Step by step I went back over the record of the last year and found it painfully distinct and clear. I had, with my imagination built a house of cards which had tottered. I had been lonely and morbid and had pretended a picture was a woman. It had come to mean a great deal—clay idols have come to mean immortal gods to poor creatures who have had no better deities. I had told myself that the finger of Destiny had traced through my life a thread of gold linking my life to hers. After all it had been nothing more than a series of inconceivable coincidences. I had no more part in her cosmos than in that of any woman whose photograph I might have admired in a miscellaneous collection. It behooved me to scourge out of my brain the mischievous chimeras I had harbored there. As for her momentary excitement—the something vague and deep and disturbed in her pupils as she stood at the door and later when we touched hands; that was only the psychic realization that this guest of her husband was staring at her out of insanely wild eyes.

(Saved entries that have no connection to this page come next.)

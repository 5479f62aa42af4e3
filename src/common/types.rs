//! Shared types used across the application.

use std::fmt;
use std::sync::LazyLock;

use fancy_regex::Regex;
use serde::{Deserialize, Serialize};

use crate::common::error::LinkError;

/// Discord channel identifier.
pub type ChannelId = u64;

/// Discord message identifier.
pub type MessageId = u64;

/// Dotted-quad IPv4 host and port, no leading zeros in either part.
static ADDRESS_PATTERN: LazyLock<Regex> = LazyLock::new(|| {
    Regex::new(concat!(
        r"^(([0-9]|[1-9][0-9]|1[0-9]{2}|2[0-4][0-9]|25[0-5])\.){3}",
        r"([0-9]|[1-9][0-9]|1[0-9]{2}|2[0-4][0-9]|25[0-5])",
        r":(\d|[1-9]\d{1,3}|[1-5]\d{4}|6[0-4]\d{3}|65[0-4]\d{2}|655[0-2]\d|6553[0-5])$",
    ))
    .expect("address pattern is a valid regex")
});

/// A game server address (`ip:port`) that passed syntax validation.
#[derive(Debug, Clone, PartialEq, Eq, Hash, PartialOrd, Ord)]
pub struct ServerAddress(String);

impl ServerAddress {
    /// Validate and wrap an address string.
    pub fn parse(address: &str) -> Result<Self, LinkError> {
        if ADDRESS_PATTERN.is_match(address).unwrap_or(false) {
            Ok(Self(address.to_string()))
        } else {
            Err(LinkError::InvalidAddress {
                address: address.to_string(),
            })
        }
    }

    pub fn as_str(&self) -> &str {
        &self.0
    }
}

impl fmt::Display for ServerAddress {
    fn fmt(&self, f: &mut fmt::Formatter<'_>) -> fmt::Result {
        f.write_str(&self.0)
    }
}

impl AsRef<str> for ServerAddress {
    fn as_ref(&self) -> &str {
        &self.0
    }
}

/// A player as reported by the game server.
#[derive(Debug, Clone, Default, PartialEq, Eq, Serialize, Deserialize)]
#[serde(default)]
pub struct Player {
    pub id: i32,
    pub name: String,
    pub clan: String,
    /// ISO 3166-1 numeric country code, -1 when unknown.
    pub country: i32,
    pub ip: String,
}

/// Enabled feature modules.
#[derive(Debug, Clone, Copy, PartialEq, Eq)]
pub enum Module {
    DiscordLogging,
    VpnDetection,
}

impl Module {
    pub fn name(&self) -> &'static str {
        match self {
            Self::DiscordLogging => "discord-logging",
            Self::VpnDetection => "vpn-detection",
        }
    }
}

I started to speak, then halted, perplexed over a ridiculous point. How should I address her? On the island I had called her Frances, and now I could no more compel my rebellious tongue to frame the title "Mrs. Weighborne" than I could have forced it to utter an epithet. So I said nothing at all.

"You are a great traveler, aren't you, Mr. Deprayne?" she suggested when the silence had begun to be oppressive.